_Assignment_:
I would like each line of the data that holds the word "message" copied out.
━━━━━ Provided data
//! Ed25519 key handling and address derivation

use crate::{keccak256, CryptoError};
use clear_primitives::Address;
use ed25519_dalek::{Signer, Verifier};
use rand::rngs::OsRng;

/// Ed25519 public key (32 bytes)
pub type PublicKey = ed25519_dalek::PublicKey;

/// Ed25519 private key (32 bytes)
pub type PrivateKey = ed25519_dalek::SecretKey;

/// Ed25519 signature (64 bytes)
pub type Signature = ed25519_dalek::Signature;

/// Ed25519 keypair
pub type Keypair = ed25519_dalek::Keypair;

/// Generate a fresh random keypair
pub fn generate_keypair() -> Keypair {
    Keypair::generate(&mut OsRng)
}

/// Build a keypair from a fixed 32-byte seed
///
/// Deterministic; used by tests and tooling that need reproducible keys.
pub fn keypair_from_seed(seed: &[u8; 32]) -> Result<Keypair, CryptoError> {
    let secret = PrivateKey::from_bytes(seed)
        .map_err(|e| CryptoError::InvalidPrivateKey(e.to_string()))?;
    let public = PublicKey::from(&secret);
    Ok(Keypair { secret, public })
}

/// Sign a message with a keypair
pub fn sign(keypair: &Keypair, message: &[u8]) -> Signature {
    keypair.sign(message)
}

/// Verify a signature against a message and public key
pub fn verify(public_key: &PublicKey, message: &[u8], signature: &Signature) -> bool {
    public_key.verify(message, signature).is_ok()
}

/// Derive the ledger address of a public key
///
/// The address is the tail 20 bytes of the Keccak-256 hash of the 32-byte
/// public key. Stable across replicas and deployments.
pub fn public_key_to_address(public_key: &PublicKey) -> Address {
    let hash = keccak256(public_key.as_bytes());
    let mut addr_bytes = [0u8; 20];
    addr_bytes.copy_from_slice(&hash[12..]);
    Address::from_bytes(addr_bytes)
}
━━━━━━━━━━
_Written response_:
/// Sign a message with a keypair
pub fn sign(keypair: &Keypair, message: &[u8]) -> Signature {
    keypair.sign(message)
/// Verify a signature against a message and public key
pub fn verify(public_key: &PublicKey, message: &[u8], signature: &Signature) -> bool {
    public_key.verify(message, signature).is_ok()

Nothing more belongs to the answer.